Although we are becoming more and more aware of the many physical and emotional
facets of each person’s in-utero experience, we have much, much more to
learn. The ultimate creation of life is
a mystery – and a miracle – initiated and understood only by God.
The bottom line of all this is that our little grandson or
granddaughter is not an accident. Nor
are we. You and I are creations of God,
and pretty important ones at that. As
Psalm 8 puts it, God has made us only a little lower than the angels; he has
crowned us with glory and honor. It was
God who knit us together in the womb.
Even there we are glorious. As
the psalmist puts it, “I praise you for I
am fearfully and wonderfully made.
Wonderful are your works…” You
and I are wonderful works of God.
And we are his wonderful works from the get-go. “In
life and in death we belong to God.” From
embryonic speck through every stage of life we are God’s very own creation
whether we want to be or not. “Where can [we] go from [his] Spirit?
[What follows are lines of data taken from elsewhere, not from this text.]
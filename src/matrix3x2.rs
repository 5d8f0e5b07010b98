use std::fmt;
use std::ops::{Add, Mul, Neg, Sub};

use serde::{Deserialize, Serialize};

use crate::{DET_EPSILON, PI, TAU, Vector2};

/// Row-major 2D affine transform. The linear part sits in the first two
/// rows, `(m31, m32)` is the translation row.
#[repr(C)]
#[derive(Debug, Copy, Clone, PartialEq, Serialize, Deserialize)]
pub struct Matrix3x2 {
    pub m11: f32,
    pub m12: f32,
    pub m21: f32,
    pub m22: f32,
    pub m31: f32,
    pub m32: f32,
}

// Angles this close to an axis-aligned rotation snap to the exact matrix
// (0.1% of a degree, in radians).
const ROTATION_SNAP: f32 = 0.001 * PI / 180.0;

fn ieee_remainder(x: f32, y: f32) -> f32 {
    x - (x / y).round() * y
}

impl Matrix3x2 {
    pub const IDENTITY: Self = Self {
        m11: 1.0,
        m12: 0.0,
        m21: 0.0,
        m22: 1.0,
        m31: 0.0,
        m32: 0.0,
    };

    /// All-NaN matrix, the poison value a failed inversion propagates.
    pub const NAN: Self = Self {
        m11: f32::NAN,
        m12: f32::NAN,
        m21: f32::NAN,
        m22: f32::NAN,
        m31: f32::NAN,
        m32: f32::NAN,
    };

    pub const fn new(m11: f32, m12: f32, m21: f32, m22: f32, m31: f32, m32: f32) -> Self {
        Self {
            m11,
            m12,
            m21,
            m22,
            m31,
            m32,
        }
    }

    pub const fn from_translation(position: Vector2) -> Self {
        Self::from_translation_xy(position.x, position.y)
    }

    pub const fn from_translation_xy(x: f32, y: f32) -> Self {
        Self::new(1.0, 0.0, 0.0, 1.0, x, y)
    }

    pub const fn from_scale(scale: f32) -> Self {
        Self::from_nonuniform_scale(scale, scale)
    }

    pub const fn from_nonuniform_scale(x: f32, y: f32) -> Self {
        Self::new(x, 0.0, 0.0, y, 0.0, 0.0)
    }

    /// Scales around `center` instead of the origin.
    pub fn from_scale_centered(scale: f32, center: Vector2) -> Self {
        Self::from_nonuniform_scale_centered(scale, scale, center)
    }

    pub fn from_nonuniform_scale_centered(x: f32, y: f32, center: Vector2) -> Self {
        Self::new(x, 0.0, 0.0, y, center.x * (1.0 - x), center.y * (1.0 - y))
    }

    pub fn from_skew(radians_x: f32, radians_y: f32) -> Self {
        Self::new(1.0, radians_y.tan(), radians_x.tan(), 1.0, 0.0, 0.0)
    }

    pub fn from_skew_centered(radians_x: f32, radians_y: f32, center: Vector2) -> Self {
        let x_tan = radians_x.tan();
        let y_tan = radians_y.tan();
        Self::new(1.0, y_tan, x_tan, 1.0, -center.y * x_tan, -center.x * y_tan)
    }

    /// Counter-clockwise rotation. Angles within 0.1% of a degree of an
    /// axis-aligned rotation snap to the exact 0/90/180/270 matrix so that
    /// sin/cos drift never leaks into "nice" transforms; anything farther
    /// out keeps the trig-computed values.
    pub fn from_rotation(radians: f32) -> Self {
        let radians = ieee_remainder(radians, TAU);

        let (c, s) = if radians > -ROTATION_SNAP && radians < ROTATION_SNAP {
            (1.0, 0.0)
        } else if radians > PI / 2.0 - ROTATION_SNAP && radians < PI / 2.0 + ROTATION_SNAP {
            (0.0, 1.0)
        } else if radians < -PI + ROTATION_SNAP || radians > PI - ROTATION_SNAP {
            (-1.0, 0.0)
        } else if radians > -PI / 2.0 - ROTATION_SNAP && radians < -PI / 2.0 + ROTATION_SNAP {
            (0.0, -1.0)
        } else {
            (radians.cos(), radians.sin())
        };

        Self::new(c, s, -s, c, 0.0, 0.0)
    }

    pub fn from_rotation_centered(radians: f32, center: Vector2) -> Self {
        let mut result = Self::from_rotation(radians);
        let (c, s) = (result.m11, result.m12);
        result.m31 = center.x * (1.0 - c) + center.y * s;
        result.m32 = center.y * (1.0 - c) - center.x * s;
        result
    }

    /// Exact comparison, so a NaN component never counts as identity.
    pub fn is_identity(self) -> bool {
        self.m11 == 1.0
            && self.m12 == 0.0
            && self.m21 == 0.0
            && self.m22 == 1.0
            && self.m31 == 0.0
            && self.m32 == 0.0
    }

    pub fn translation(self) -> Vector2 {
        Vector2::new(self.m31, self.m32)
    }

    pub fn determinant(self) -> f32 {
        self.m11 * self.m22 - self.m21 * self.m12
    }

    /// Closed-form inverse. `None` when the determinant is zero (or
    /// subnormal-tiny); combine with [`Matrix3x2::NAN`] to get the
    /// propagate-NaN-on-failure behavior.
    pub fn inverse(self) -> Option<Self> {
        let det = self.determinant();
        if det.abs() < DET_EPSILON {
            log::trace!("singular 3x2 matrix, determinant {det}");
            return None;
        }

        let inv_det = 1.0 / det;
        Some(Self::new(
            self.m22 * inv_det,
            -self.m12 * inv_det,
            -self.m21 * inv_det,
            self.m11 * inv_det,
            (self.m21 * self.m32 - self.m31 * self.m22) * inv_det,
            (self.m31 * self.m12 - self.m11 * self.m32) * inv_det,
        ))
    }

    pub fn lerp(self, other: Self, amount: f32) -> Self {
        Self::new(
            self.m11 + (other.m11 - self.m11) * amount,
            self.m12 + (other.m12 - self.m12) * amount,
            self.m21 + (other.m21 - self.m21) * amount,
            self.m22 + (other.m22 - self.m22) * amount,
            self.m31 + (other.m31 - self.m31) * amount,
            self.m32 + (other.m32 - self.m32) * amount,
        )
    }

    pub fn transform_point(self, point: Vector2) -> Vector2 {
        Vector2::new(
            point.x * self.m11 + point.y * self.m21 + self.m31,
            point.x * self.m12 + point.y * self.m22 + self.m32,
        )
    }

    /// Linear part only, translation row ignored.
    pub fn transform_vector(self, vector: Vector2) -> Vector2 {
        Vector2::new(
            vector.x * self.m11 + vector.y * self.m21,
            vector.x * self.m12 + vector.y * self.m22,
        )
    }
}

impl Default for Matrix3x2 {
    fn default() -> Self {
        Self::IDENTITY
    }
}

/// Row-vector composition: `a * b` applies `a` first.
impl Mul for Matrix3x2 {
    type Output = Self;
    fn mul(self, other: Self) -> Self {
        Self::new(
            self.m11 * other.m11 + self.m12 * other.m21,
            self.m11 * other.m12 + self.m12 * other.m22,
            self.m21 * other.m11 + self.m22 * other.m21,
            self.m21 * other.m12 + self.m22 * other.m22,
            self.m31 * other.m11 + self.m32 * other.m21 + other.m31,
            self.m31 * other.m12 + self.m32 * other.m22 + other.m32,
        )
    }
}

impl Mul<f32> for Matrix3x2 {
    type Output = Self;
    fn mul(self, scalar: f32) -> Self {
        Self::new(
            self.m11 * scalar,
            self.m12 * scalar,
            self.m21 * scalar,
            self.m22 * scalar,
            self.m31 * scalar,
            self.m32 * scalar,
        )
    }
}

impl Add for Matrix3x2 {
    type Output = Self;
    fn add(self, other: Self) -> Self {
        Self::new(
            self.m11 + other.m11,
            self.m12 + other.m12,
            self.m21 + other.m21,
            self.m22 + other.m22,
            self.m31 + other.m31,
            self.m32 + other.m32,
        )
    }
}

impl Sub for Matrix3x2 {
    type Output = Self;
    fn sub(self, other: Self) -> Self {
        Self::new(
            self.m11 - other.m11,
            self.m12 - other.m12,
            self.m21 - other.m21,
            self.m22 - other.m22,
            self.m31 - other.m31,
            self.m32 - other.m32,
        )
    }
}

impl Neg for Matrix3x2 {
    type Output = Self;
    fn neg(self) -> Self {
        Self::new(-self.m11, -self.m12, -self.m21, -self.m22, -self.m31, -self.m32)
    }
}

impl fmt::Display for Matrix3x2 {
    fn fmt(&self, f: &mut fmt::Formatter<'_>) -> fmt::Result {
        write!(
            f,
            "{{ {{M11:{} M12:{}}} {{M21:{} M22:{}}} {{M31:{} M32:{}}} }}",
            self.m11, self.m12, self.m21, self.m22, self.m31, self.m32
        )
    }
}

impl From<Matrix3x2> for [f32; 6] {
    fn from(m: Matrix3x2) -> Self {
        [m.m11, m.m12, m.m21, m.m22, m.m31, m.m32]
    }
}

impl From<[f32; 6]> for Matrix3x2 {
    fn from(a: [f32; 6]) -> Self {
        Self::new(a[0], a[1], a[2], a[3], a[4], a[5])
    }
}

unsafe impl bytemuck::Pod for Matrix3x2 {}
unsafe impl bytemuck::Zeroable for Matrix3x2 {}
Or where can we flee from [his]
presence?” Nowhere. No such place exists, not even within the
deepest recesses of our minds and hearts.
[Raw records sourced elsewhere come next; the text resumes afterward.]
use std::fmt;
use std::ops::{Add, AddAssign, Div, Mul, Neg, Sub, SubAssign};

use serde::{Deserialize, Serialize};

use crate::Quaternion;

#[repr(C)]
#[derive(Debug, Copy, Clone, PartialEq, Default, Serialize, Deserialize)]
pub struct Vector3 {
    pub x: f32,
    pub y: f32,
    pub z: f32,
}

impl Vector3 {
    pub const ZERO: Self = Self { x: 0.0, y: 0.0, z: 0.0 };
    pub const ONE: Self = Self { x: 1.0, y: 1.0, z: 1.0 };
    pub const UNIT_X: Self = Self { x: 1.0, y: 0.0, z: 0.0 };
    pub const UNIT_Y: Self = Self { x: 0.0, y: 1.0, z: 0.0 };
    pub const UNIT_Z: Self = Self { x: 0.0, y: 0.0, z: 1.0 };

    pub const fn new(x: f32, y: f32, z: f32) -> Self {
        Self { x, y, z }
    }

    pub const fn splat(v: f32) -> Self {
        Self { x: v, y: v, z: v }
    }

    pub fn dot(self, other: Self) -> f32 {
        self.x * other.x + self.y * other.y + self.z * other.z
    }

    pub fn cross(self, other: Self) -> Self {
        Self {
            x: self.y * other.z - self.z * other.y,
            y: self.z * other.x - self.x * other.z,
            z: self.x * other.y - self.y * other.x,
        }
    }

    pub fn length_squared(self) -> f32 {
        self.dot(self)
    }

    pub fn length(self) -> f32 {
        self.length_squared().sqrt()
    }

    pub fn distance(self, other: Self) -> f32 {
        (self - other).length()
    }

    pub fn distance_squared(self, other: Self) -> f32 {
        (self - other).length_squared()
    }

    /// Zero-length input yields NaN components; infinite-length input
    /// collapses to zero through float overflow.
    pub fn normalize(self) -> Self {
        self / self.length()
    }

    pub fn min(self, other: Self) -> Self {
        Self {
            x: if self.x < other.x { self.x } else { other.x },
            y: if self.y < other.y { self.y } else { other.y },
            z: if self.z < other.z { self.z } else { other.z },
        }
    }

    pub fn max(self, other: Self) -> Self {
        Self {
            x: if self.x > other.x { self.x } else { other.x },
            y: if self.y > other.y { self.y } else { other.y },
            z: if self.z > other.z { self.z } else { other.z },
        }
    }

    /// Clamps against `max` first, then `min`, so `min` wins per component
    /// when `min > max`.
    pub fn clamp(self, min: Self, max: Self) -> Self {
        let mut x = self.x;
        x = if x > max.x { max.x } else { x };
        x = if x < min.x { min.x } else { x };

        let mut y = self.y;
        y = if y > max.y { max.y } else { y };
        y = if y < min.y { min.y } else { y };

        let mut z = self.z;
        z = if z > max.z { max.z } else { z };
        z = if z < min.z { min.z } else { z };

        Self { x, y, z }
    }

    /// Unclamped: `amount` outside [0, 1] extrapolates.
    pub fn lerp(self, other: Self, amount: f32) -> Self {
        self * (1.0 - amount) + other * amount
    }

    pub fn reflect(self, normal: Self) -> Self {
        self - normal * (2.0 * self.dot(normal))
    }

    pub fn rotate(self, rotation: Quaternion) -> Self {
        let x2 = rotation.x + rotation.x;
        let y2 = rotation.y + rotation.y;
        let z2 = rotation.z + rotation.z;

        let wx2 = rotation.w * x2;
        let wy2 = rotation.w * y2;
        let wz2 = rotation.w * z2;
        let xx2 = rotation.x * x2;
        let xy2 = rotation.x * y2;
        let xz2 = rotation.x * z2;
        let yy2 = rotation.y * y2;
        let yz2 = rotation.y * z2;
        let zz2 = rotation.z * z2;

        Self {
            x: self.x * (1.0 - yy2 - zz2) + self.y * (xy2 - wz2) + self.z * (xz2 + wy2),
            y: self.x * (xy2 + wz2) + self.y * (1.0 - xx2 - zz2) + self.z * (yz2 - wx2),
            z: self.x * (xz2 - wy2) + self.y * (yz2 + wx2) + self.z * (1.0 - xx2 - yy2),
        }
    }
}

impl Add for Vector3 {
    type Output = Self;
    fn add(self, other: Self) -> Self {
        Self::new(self.x + other.x, self.y + other.y, self.z + other.z)
    }
}

impl Sub for Vector3 {
    type Output = Self;
    fn sub(self, other: Self) -> Self {
        Self::new(self.x - other.x, self.y - other.y, self.z - other.z)
    }
}

impl Mul for Vector3 {
    type Output = Self;
    fn mul(self, other: Self) -> Self {
        Self::new(self.x * other.x, self.y * other.y, self.z * other.z)
    }
}

impl Mul<f32> for Vector3 {
    type Output = Self;
    fn mul(self, scalar: f32) -> Self {
        Self::new(self.x * scalar, self.y * scalar, self.z * scalar)
    }
}

impl Div for Vector3 {
    type Output = Self;
    fn div(self, other: Self) -> Self {
        Self::new(self.x / other.x, self.y / other.y, self.z / other.z)
    }
}

impl Div<f32> for Vector3 {
    type Output = Self;
    fn div(self, scalar: f32) -> Self {
        let inv = 1.0 / scalar;
        Self::new(self.x * inv, self.y * inv, self.z * inv)
    }
}

impl Neg for Vector3 {
    type Output = Self;
    fn neg(self) -> Self {
        Self::new(-self.x, -self.y, -self.z)
    }
}

impl AddAssign for Vector3 {
    fn add_assign(&mut self, other: Self) {
        *self = *self + other;
    }
}

impl SubAssign for Vector3 {
    fn sub_assign(&mut self, other: Self) {
        *self = *self - other;
    }
}

impl fmt::Display for Vector3 {
    fn fmt(&self, f: &mut fmt::Formatter<'_>) -> fmt::Result {
        write!(f, "{{X:{} Y:{} Z:{}}}", self.x, self.y, self.z)
    }
}

impl From<Vector3> for [f32; 3] {
    fn from(v: Vector3) -> Self {
        [v.x, v.y, v.z]
    }
}

impl From<[f32; 3]> for Vector3 {
    fn from(a: [f32; 3]) -> Self {
        Self::new(a[0], a[1], a[2])
    }
}

unsafe impl bytemuck::Pod for Vector3 {}
unsafe impl bytemuck::Zeroable for Vector3 {}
“O Lord, you have searched me and
known me… “In your book were written all
the days that were formed for me, when none of them as yet existed.”
That psalmist knew that he was not an accident. He knew and believed with all his heart that
he was a creation of God. So did the
prophet Jeremiah. Listen to what God
told him: “Before I formed you in the
womb I knew you, and before you were born I consecrated you…” God created Jeremiah, and he created him
with a specific purpose in mind. “… I appointed you a prophet to the
nations.” The truth of Scripture is
that our lives in God begin even before we are conceived.
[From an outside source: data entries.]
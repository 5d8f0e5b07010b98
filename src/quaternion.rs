use std::fmt;
use std::ops::{Add, Mul, Neg, Sub};

use serde::{Deserialize, Serialize};

use crate::{Matrix4x4, Vector3};

/// Rotation stored as (x, y, z, w) with w the scalar part. Unit length is
/// expected for rotation use but never enforced.
#[repr(C)]
#[derive(Debug, Copy, Clone, PartialEq, Serialize, Deserialize)]
pub struct Quaternion {
    pub x: f32,
    pub y: f32,
    pub z: f32,
    pub w: f32,
}

impl Quaternion {
    pub const IDENTITY: Self = Self { x: 0.0, y: 0.0, z: 0.0, w: 1.0 };

    pub const fn new(x: f32, y: f32, z: f32, w: f32) -> Self {
        Self { x, y, z, w }
    }

    /// Exact comparison, so a NaN component never counts as identity.
    pub fn is_identity(self) -> bool {
        self.x == 0.0 && self.y == 0.0 && self.z == 0.0 && self.w == 1.0
    }

    pub fn length_squared(self) -> f32 {
        self.x * self.x + self.y * self.y + self.z * self.z + self.w * self.w
    }

    pub fn length(self) -> f32 {
        self.length_squared().sqrt()
    }

    pub fn normalize(self) -> Self {
        let inv = 1.0 / self.length();
        Self::new(self.x * inv, self.y * inv, self.z * inv, self.w * inv)
    }

    pub fn conjugate(self) -> Self {
        Self::new(-self.x, -self.y, -self.z, self.w)
    }

    /// Conjugate over squared length. The zero quaternion inverts to NaN.
    pub fn inverse(self) -> Self {
        let inv_norm = 1.0 / self.length_squared();
        Self::new(
            -self.x * inv_norm,
            -self.y * inv_norm,
            -self.z * inv_norm,
            self.w * inv_norm,
        )
    }

    pub fn dot(self, other: Self) -> f32 {
        self.x * other.x + self.y * other.y + self.z * other.z + self.w * other.w
    }

    /// `axis` must be normalized by the caller.
    pub fn from_axis_angle(axis: Vector3, angle: f32) -> Self {
        let half = angle * 0.5;
        let s = half.sin();
        let c = half.cos();
        Self::new(axis.x * s, axis.y * s, axis.z * s, c)
    }

    /// Yaw about y, pitch about x, roll about z (radians).
    pub fn from_yaw_pitch_roll(yaw: f32, pitch: f32, roll: f32) -> Self {
        let half_roll = roll * 0.5;
        let sr = half_roll.sin();
        let cr = half_roll.cos();

        let half_pitch = pitch * 0.5;
        let sp = half_pitch.sin();
        let cp = half_pitch.cos();

        let half_yaw = yaw * 0.5;
        let sy = half_yaw.sin();
        let cy = half_yaw.cos();

        Self {
            x: cy * sp * cr + sy * cp * sr,
            y: sy * cp * cr - cy * sp * sr,
            z: cy * cp * sr - sy * sp * cr,
            w: cy * cp * cr + sy * sp * sr,
        }
    }

    /// Extracts the rotation from the upper 3x3 of a row-major rotation
    /// matrix. Branches on the trace, reading the largest of w/x/y/z first
    /// to keep the division well conditioned.
    pub fn from_rotation_matrix(m: &Matrix4x4) -> Self {
        let trace = m.m11 + m.m22 + m.m33;

        if trace > 0.0 {
            let mut s = (trace + 1.0).sqrt();
            let w = s * 0.5;
            s = 0.5 / s;
            Self {
                x: (m.m23 - m.m32) * s,
                y: (m.m31 - m.m13) * s,
                z: (m.m12 - m.m21) * s,
                w,
            }
        } else if m.m11 >= m.m22 && m.m11 >= m.m33 {
            let s = (1.0 + m.m11 - m.m22 - m.m33).sqrt();
            let inv_s = 0.5 / s;
            Self {
                x: 0.5 * s,
                y: (m.m12 + m.m21) * inv_s,
                z: (m.m13 + m.m31) * inv_s,
                w: (m.m23 - m.m32) * inv_s,
            }
        } else if m.m22 > m.m33 {
            let s = (1.0 + m.m22 - m.m11 - m.m33).sqrt();
            let inv_s = 0.5 / s;
            Self {
                x: (m.m21 + m.m12) * inv_s,
                y: 0.5 * s,
                z: (m.m32 + m.m23) * inv_s,
                w: (m.m31 - m.m13) * inv_s,
            }
        } else {
            let s = (1.0 + m.m33 - m.m11 - m.m22).sqrt();
            let inv_s = 0.5 / s;
            Self {
                x: (m.m31 + m.m13) * inv_s,
                y: (m.m32 + m.m23) * inv_s,
                z: 0.5 * s,
                w: (m.m12 - m.m21) * inv_s,
            }
        }
    }

    /// Spherical interpolation along the shorter arc, with a linear
    /// fallback when the inputs are nearly parallel.
    pub fn slerp(self, other: Self, amount: f32) -> Self {
        const EPSILON: f32 = 1e-6;

        let mut cos_omega = self.dot(other);
        let flip = cos_omega < 0.0;
        if flip {
            cos_omega = -cos_omega;
        }

        let (s1, s2) = if cos_omega > 1.0 - EPSILON {
            (1.0 - amount, if flip { -amount } else { amount })
        } else {
            let omega = cos_omega.acos();
            let inv_sin_omega = 1.0 / omega.sin();
            let s2 = ((amount * omega).sin()) * inv_sin_omega;
            (
                ((1.0 - amount) * omega).sin() * inv_sin_omega,
                if flip { -s2 } else { s2 },
            )
        };

        Self {
            x: self.x * s1 + other.x * s2,
            y: self.y * s1 + other.y * s2,
            z: self.z * s1 + other.z * s2,
            w: self.w * s1 + other.w * s2,
        }
    }

    /// Normalized linear interpolation, flipped onto the shorter arc.
    pub fn lerp(self, other: Self, amount: f32) -> Self {
        let t1 = 1.0 - amount;
        let raw = if self.dot(other) >= 0.0 {
            Self {
                x: t1 * self.x + amount * other.x,
                y: t1 * self.y + amount * other.y,
                z: t1 * self.z + amount * other.z,
                w: t1 * self.w + amount * other.w,
            }
        } else {
            Self {
                x: t1 * self.x - amount * other.x,
                y: t1 * self.y - amount * other.y,
                z: t1 * self.z - amount * other.z,
                w: t1 * self.w - amount * other.w,
            }
        };
        raw.normalize()
    }
}

impl Default for Quaternion {
    fn default() -> Self {
        Self::IDENTITY
    }
}

/// Hamilton product. `a * b` rotates by `b` first, then `a`, matching the
/// row-vector composition direction of the matrix types.
impl Mul for Quaternion {
    type Output = Self;
    fn mul(self, other: Self) -> Self {
        let cx = self.y * other.z - self.z * other.y;
        let cy = self.z * other.x - self.x * other.z;
        let cz = self.x * other.y - self.y * other.x;
        let dot = self.x * other.x + self.y * other.y + self.z * other.z;

        Self {
            x: self.x * other.w + other.x * self.w + cx,
            y: self.y * other.w + other.y * self.w + cy,
            z: self.z * other.w + other.z * self.w + cz,
            w: self.w * other.w - dot,
        }
    }
}

impl Mul<f32> for Quaternion {
    type Output = Self;
    fn mul(self, scalar: f32) -> Self {
        Self::new(
            self.x * scalar,
            self.y * scalar,
            self.z * scalar,
            self.w * scalar,
        )
    }
}

impl Add for Quaternion {
    type Output = Self;
    fn add(self, other: Self) -> Self {
        Self::new(
            self.x + other.x,
            self.y + other.y,
            self.z + other.z,
            self.w + other.w,
        )
    }
}

impl Sub for Quaternion {
    type Output = Self;
    fn sub(self, other: Self) -> Self {
        Self::new(
            self.x - other.x,
            self.y - other.y,
            self.z - other.z,
            self.w - other.w,
        )
    }
}

impl Neg for Quaternion {
    type Output = Self;
    fn neg(self) -> Self {
        Self::new(-self.x, -self.y, -self.z, -self.w)
    }
}

impl fmt::Display for Quaternion {
    fn fmt(&self, f: &mut fmt::Formatter<'_>) -> fmt::Result {
        write!(f, "{{X:{} Y:{} Z:{} W:{}}}", self.x, self.y, self.z, self.w)
    }
}

impl From<Quaternion> for [f32; 4] {
    fn from(q: Quaternion) -> Self {
        [q.x, q.y, q.z, q.w]
    }
}

impl From<[f32; 4]> for Quaternion {
    fn from(a: [f32; 4]) -> Self {
        Self::new(a[0], a[1], a[2], a[3])
    }
}

unsafe impl bytemuck::Pod for Quaternion {}
unsafe impl bytemuck::Zeroable for Quaternion {}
The Apostle Paul was very aware of the fact that his calling to be an
apostle was not an accident. He knew
that he was not an accidental, incidental Christian. He knew that way back in the immeasurable
depths of eternity God formed him for his vital role in the life of the early
church.
Paul didn’t just believe that about himself. From his perspective no Christian is an
accident. With no intention of getting
into that wonderful mystery of God that is divine election, or to take this
sermon for a walk through that theological minefield called predestination, let
me share with you these words from Romans 8: “For those whom [God] foreknew he also predestined to be conformed to
the image of his Son… And those whom he predestined he also called; and those
whom he called he also justified; and those whom he justified he also
glorified.”
We are not the accidental result of two random cells
uniting. Nor are we just some unintended
consequence of two people’s passion.
Some children are conceived in love.
Some are not. Some of us were planned. Some of us were not. Some of us are wanted. Many children are not. But in the eyes of God none of us is ever an
accident. Not you. Not me.
We were conceived according to the oft times inexplicable purposes of
God. “For
it was you who formed my inward parts; you knit me together in my mother's
womb.”
But what about that child whose conception is the result of rape? Or that child who will be born with extreme
mental or physical disabilities? What if
we must choose between saving the baby and saving the mother? Those are questions without easy answers,
serious questions that demand serious and prayerful answers.
Many things I do not know. These
things I do. Abortion is never, ever to
be used as a means of birth control.
Babies are not to be aborted simply as a matter of convenience or as an
easy way to deal with the results of our foolishness. No life, born or unborn, is ever to be taken
cavalierly. Not on a battlefield. Not in an executioner’s chamber. Not on an operating table. Not when there is any other option.
For it was God who formed our inward parts, who knit us together in our
mother’s womb. We must never go lightly
about the task of destroying what only God can make. Amen.